October 15, 2015 — Yesterday, the New England Journal of Medicine released a statistical analysis of emergency room visits between 2004 and 2013. The study reported that just over 23,000 ER visits per year were linked to dietary supplements—prompting media outlets to run alarmist headlines about supplement safety and regulation. In point of fact, supplements have been proven time and time again to be incredibly safe, and the supplement industry is fully regulated.
“The conclusions this study draws are almost laughable,” said Gretchen DuBeau, Legal and Executive Director for the Alliance for Natural Health USA. “A closer look at the data shows that these cases were not caused by unsafe products. Twenty percent of the cases analyzed were the result of unsupervised children swallowing pills, forty percent of the cases in patients 65 and over had trouble swallowing uncrushed pills, and many cases were heart palpitations from ingesting too many diet pills, sexual enhancement pills, and energy drinks.”
Data from the Centers for Disease Control and Prevention show that there were actually only 3,249 adverse event reports submitted to the FDA related to supplements in 2012—a far cry from the 23,000 being claimed in the study.
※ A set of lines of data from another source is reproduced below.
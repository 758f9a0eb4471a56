//! Change detection
//!
//! Aggregates file-hash deltas and platform-specific signals into one
//! [`ProjectChangesInfo`] verdict per platform. Detection is pure: persisting
//! the resulting state is the store's job, after regeneration succeeds.

mod hashes;

pub use hashes::{FileHasher, Sha256FileHasher};

use std::io;

use crate::platform::{NativeProject, PlatformData, ProjectData};
use crate::state::{self, NativePlatformStatus, PrepareInfo};

/// Requested prepare options, compared against the stored record
#[derive(Debug, Clone, Default)]
pub struct PrepareConfig {
    /// Requested provisioning profile (name or UUID)
    pub provision: Option<String>,

    /// Requested development team
    pub team_id: Option<String>,

    /// Release configuration requested
    pub release: bool,

    /// Bundling requested
    pub bundle: bool,
}

/// Transient change verdict for one platform, produced by one detection pass
#[derive(Debug, Clone, Default, PartialEq, Eq)]
pub struct ProjectChangesInfo {
    /// Some app source file was added, edited, or removed
    pub app_files_changed: bool,

    /// The watched configuration file changed
    pub config_changed: bool,

    /// Installed package set changed
    pub packages_changed: bool,

    /// Code-signing setup differs from what was requested
    pub signing_changed: bool,

    /// The native project itself (or build mode) changed
    pub native_changed: bool,

    /// Status the platform should move to as a result of this pass
    pub native_platform_status: Option<NativePlatformStatus>,
}

impl ProjectChangesInfo {
    /// Whether anything at all changed
    pub fn has_changes(&self) -> bool {
        self.app_files_changed
            || self.config_changed
            || self.packages_changed
            || self.signing_changed
            || self.native_changed
    }

    /// Whether the changes invalidate the last native build, not just the
    /// prepared sources
    pub fn changes_require_build(&self) -> bool {
        self.config_changed || self.signing_changed || self.native_changed
    }
}

/// Errors surfaced while computing a change verdict
#[derive(Debug, thiserror::Error)]
pub enum ChangeError {
    #[error("IO error: {0}")]
    Io(#[from] io::Error),

    #[error("directory walk failed: {0}")]
    Walk(String),
}

/// Computes a change verdict for one platform
#[derive(Debug, Clone, Copy, Default)]
pub struct ChangeDetector;

impl ChangeDetector {
    pub fn new() -> Self {
        Self
    }

    /// Run one detection pass.
    ///
    /// With no persisted record the platform was never prepared; everything
    /// is considered changed and the status is `RequiresPlatformAdd`.
    /// Otherwise the platform collaborator folds in its own signals, then
    /// the watched config file, the requested build options, and the app
    /// file hashes are compared against the stored record.
    pub fn check_for_changes(
        &self,
        native_project: &dyn NativeProject,
        platform: &PlatformData,
        project: &ProjectData,
        config: &PrepareConfig,
        hasher: &dyn FileHasher,
    ) -> Result<ProjectChangesInfo, ChangeError> {
        let mut info = ProjectChangesInfo::default();

        let prepare_info = state::prepare_info(platform);
        let Some(prior) = prepare_info else {
            log::debug!("{}: never prepared", platform.kind);
            info.app_files_changed = true;
            info.config_changed = true;
            info.native_changed = true;
            info.native_platform_status = Some(NativePlatformStatus::RequiresPlatformAdd);
            return Ok(info);
        };

        native_project.check_for_changes(&mut info, config, project, Some(&prior))?;

        if self.config_file_changed(platform, &prior)? {
            info.config_changed = true;
        }

        if config.release != prior.release || config.bundle != prior.bundle {
            log::debug!("{}: build options changed", platform.kind);
            info.native_changed = true;
        }

        let current = hasher.generate_hashes(&project.app_directory)?;
        let changed = hasher.changed_paths(&current, &prior.app_files_hashes);
        if !changed.is_empty() {
            log::debug!("{}: {} app file(s) changed", platform.kind, changed.len());
            info.app_files_changed = true;
        }

        info.native_platform_status = Some(if info.has_changes() {
            NativePlatformStatus::RequiresPrepare
        } else {
            NativePlatformStatus::AlreadyPrepared
        });

        Ok(info)
    }

    fn config_file_changed(
        &self,
        platform: &PlatformData,
        prior: &PrepareInfo,
    ) -> Result<bool, ChangeError> {
        let path = platform.project_root.join(&platform.config_file_name);
        if !path.exists() {
            // Nothing to watch; only a previously recorded hash counts as a change
            return Ok(prior.project_file_hash.is_some());
        }
        let hash = Sha256FileHasher::hash_file(&path)?;
        Ok(prior.project_file_hash.as_deref() != Some(hash.as_str()))
    }
}

#[cfg(test)]
mod tests {
    use super::*;
    use crate::platform::{AndroidProject, PlatformKind};
    use crate::state::{save_prepare_info, PrepareInfo};
    use std::collections::BTreeMap;
    use std::fs;

    fn setup(dir: &std::path::Path) -> (PlatformData, ProjectData) {
        let platform = PlatformData::new(PlatformKind::Android, dir.join("platforms/android"), "app.gradle");
        fs::create_dir_all(&platform.project_root).unwrap();
        let app_dir = dir.join("app");
        fs::create_dir_all(&app_dir).unwrap();
        let project = ProjectData {
            project_name: "demo".to_string(),
            project_dir: dir.to_path_buf(),
            app_directory: app_dir,
        };
        (platform, project)
    }

    fn prepared_record(platform: &PlatformData, project: &ProjectData) -> PrepareInfo {
        let hashes = Sha256FileHasher.generate_hashes(&project.app_directory).unwrap();
        let mut info = PrepareInfo::with_status(NativePlatformStatus::AlreadyPrepared);
        info.app_files_hashes = hashes;
        let config_path = platform.project_root.join(&platform.config_file_name);
        if config_path.exists() {
            info.project_file_hash = Some(Sha256FileHasher::hash_file(&config_path).unwrap());
        }
        info
    }

    #[test]
    fn test_never_prepared_requires_platform_add() {
        let dir = tempfile::tempdir().unwrap();
        let (platform, project) = setup(dir.path());
        let native = AndroidProject::new(platform.clone());

        let info = ChangeDetector::new()
            .check_for_changes(&native, &platform, &project, &PrepareConfig::default(), &Sha256FileHasher)
            .unwrap();

        assert!(info.has_changes());
        assert_eq!(
            info.native_platform_status,
            Some(NativePlatformStatus::RequiresPlatformAdd)
        );
    }

    #[test]
    fn test_unchanged_project_is_already_prepared() {
        let dir = tempfile::tempdir().unwrap();
        let (platform, project) = setup(dir.path());
        fs::write(project.app_directory.join("main.js"), "app").unwrap();
        save_prepare_info(&platform, &prepared_record(&platform, &project)).unwrap();
        let native = AndroidProject::new(platform.clone());

        let info = ChangeDetector::new()
            .check_for_changes(&native, &platform, &project, &PrepareConfig::default(), &Sha256FileHasher)
            .unwrap();

        assert!(!info.has_changes());
        assert_eq!(
            info.native_platform_status,
            Some(NativePlatformStatus::AlreadyPrepared)
        );
    }

    #[test]
    fn test_edited_app_file_requires_prepare() {
        let dir = tempfile::tempdir().unwrap();
        let (platform, project) = setup(dir.path());
        fs::write(project.app_directory.join("main.js"), "app").unwrap();
        save_prepare_info(&platform, &prepared_record(&platform, &project)).unwrap();
        let native = AndroidProject::new(platform.clone());

        fs::write(project.app_directory.join("main.js"), "app v2").unwrap();

        let info = ChangeDetector::new()
            .check_for_changes(&native, &platform, &project, &PrepareConfig::default(), &Sha256FileHasher)
            .unwrap();

        assert!(info.app_files_changed);
        assert_eq!(
            info.native_platform_status,
            Some(NativePlatformStatus::RequiresPrepare)
        );
    }

    #[test]
    fn test_config_file_change_requires_build() {
        let dir = tempfile::tempdir().unwrap();
        let (platform, project) = setup(dir.path());
        fs::write(platform.project_root.join("app.gradle"), "android {}").unwrap();
        save_prepare_info(&platform, &prepared_record(&platform, &project)).unwrap();
        let native = AndroidProject::new(platform.clone());

        fs::write(platform.project_root.join("app.gradle"), "android { v2 }").unwrap();

        let info = ChangeDetector::new()
            .check_for_changes(&native, &platform, &project, &PrepareConfig::default(), &Sha256FileHasher)
            .unwrap();

        assert!(info.config_changed);
        assert!(info.changes_require_build());
    }

    #[test]
    fn test_release_flip_is_native_change() {
        let dir = tempfile::tempdir().unwrap();
        let (platform, project) = setup(dir.path());
        save_prepare_info(&platform, &prepared_record(&platform, &project)).unwrap();
        let native = AndroidProject::new(platform.clone());

        let config = PrepareConfig {
            release: true,
            ..PrepareConfig::default()
        };
        let info = ChangeDetector::new()
            .check_for_changes(&native, &platform, &project, &config, &Sha256FileHasher)
            .unwrap();

        assert!(info.native_changed);
        assert!(info.changes_require_build());
    }

    #[test]
    fn test_detection_does_not_mutate_store() {
        let dir = tempfile::tempdir().unwrap();
        let (platform, project) = setup(dir.path());
        let record = prepared_record(&platform, &project);
        save_prepare_info(&platform, &record).unwrap();
        let native = AndroidProject::new(platform.clone());

        fs::write(project.app_directory.join("new.js"), "x").unwrap();
        ChangeDetector::new()
            .check_for_changes(&native, &platform, &project, &PrepareConfig::default(), &Sha256FileHasher)
            .unwrap();

        // Store still holds the old record
        assert_eq!(state::prepare_info(&platform).unwrap(), record);
    }

    /// Hasher double: reports fixed hashes without touching disk
    struct FixedHasher(BTreeMap<String, String>);

    impl FileHasher for FixedHasher {
        fn generate_hashes(&self, _root: &std::path::Path) -> Result<BTreeMap<String, String>, ChangeError> {
            Ok(self.0.clone())
        }
    }

    #[test]
    fn test_hasher_is_a_pluggable_collaborator() {
        let dir = tempfile::tempdir().unwrap();
        let (platform, project) = setup(dir.path());
        save_prepare_info(&platform, &prepared_record(&platform, &project)).unwrap();
        let native = AndroidProject::new(platform.clone());

        let mut fixed = BTreeMap::new();
        fixed.insert("injected.js".to_string(), "hash".to_string());
        let info = ChangeDetector::new()
            .check_for_changes(&native, &platform, &project, &PrepareConfig::default(), &FixedHasher(fixed))
            .unwrap();

        assert!(info.app_files_changed);
    }
}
About 50% of Americans (150 million people) take supplements, so the ER visits represent about 0.015% of supplement users.
“I don’t know how the study authors can talk about product safety given these numbers,” continued DuBeau. “This study shows that people need to act responsibly and follow directions. And even though most of these cases were examples of irresponsible behavior, a miniscule percentage of people had adverse reactions. Yet many groups have called for vitamins and health-supporting herbs to be regulated as if they were dangerous drugs, in order to protect the public from a harm that does not actually exist.”
Most of the stories about supplements in the media claim that nutritional supplements are not regulated by the FDA, but this is simply untrue. The FDA is fully empowered to remove any product from the market that is unsafe, misbranded, or adulterated. Supplements must contain what is on the label or the FDA has the right and obligation to remove that product from store shelves. The agency is charged with enforcing the Dietary Supplement Health and Education Act, which holds supplement manufacturers to “good manufacturing practices” (industry standards for product quality); and it may take any necessary action based on adverse event reports. Both the FDA and the FTC also have to power to stop any fraudulent advertising.
“The FDA needs to do a better job of enforcing the law and punishing those who fail to properly make, label, and distribute their products. But even with the agency’s shortfalls, supplements are far, far safer to ingest than FDA-approved drugs, and statistically even safer than food. We all want to remove bad actors from the supplement industry, but exaggerating the risk posed by these isolated cases is not the way to do so. If we simply enforce the laws already in place, this demonstrably safe industry will become even more so, and consumers will continue to have access to this vital component of a naturally healthy lifestyle,” said DuBeau.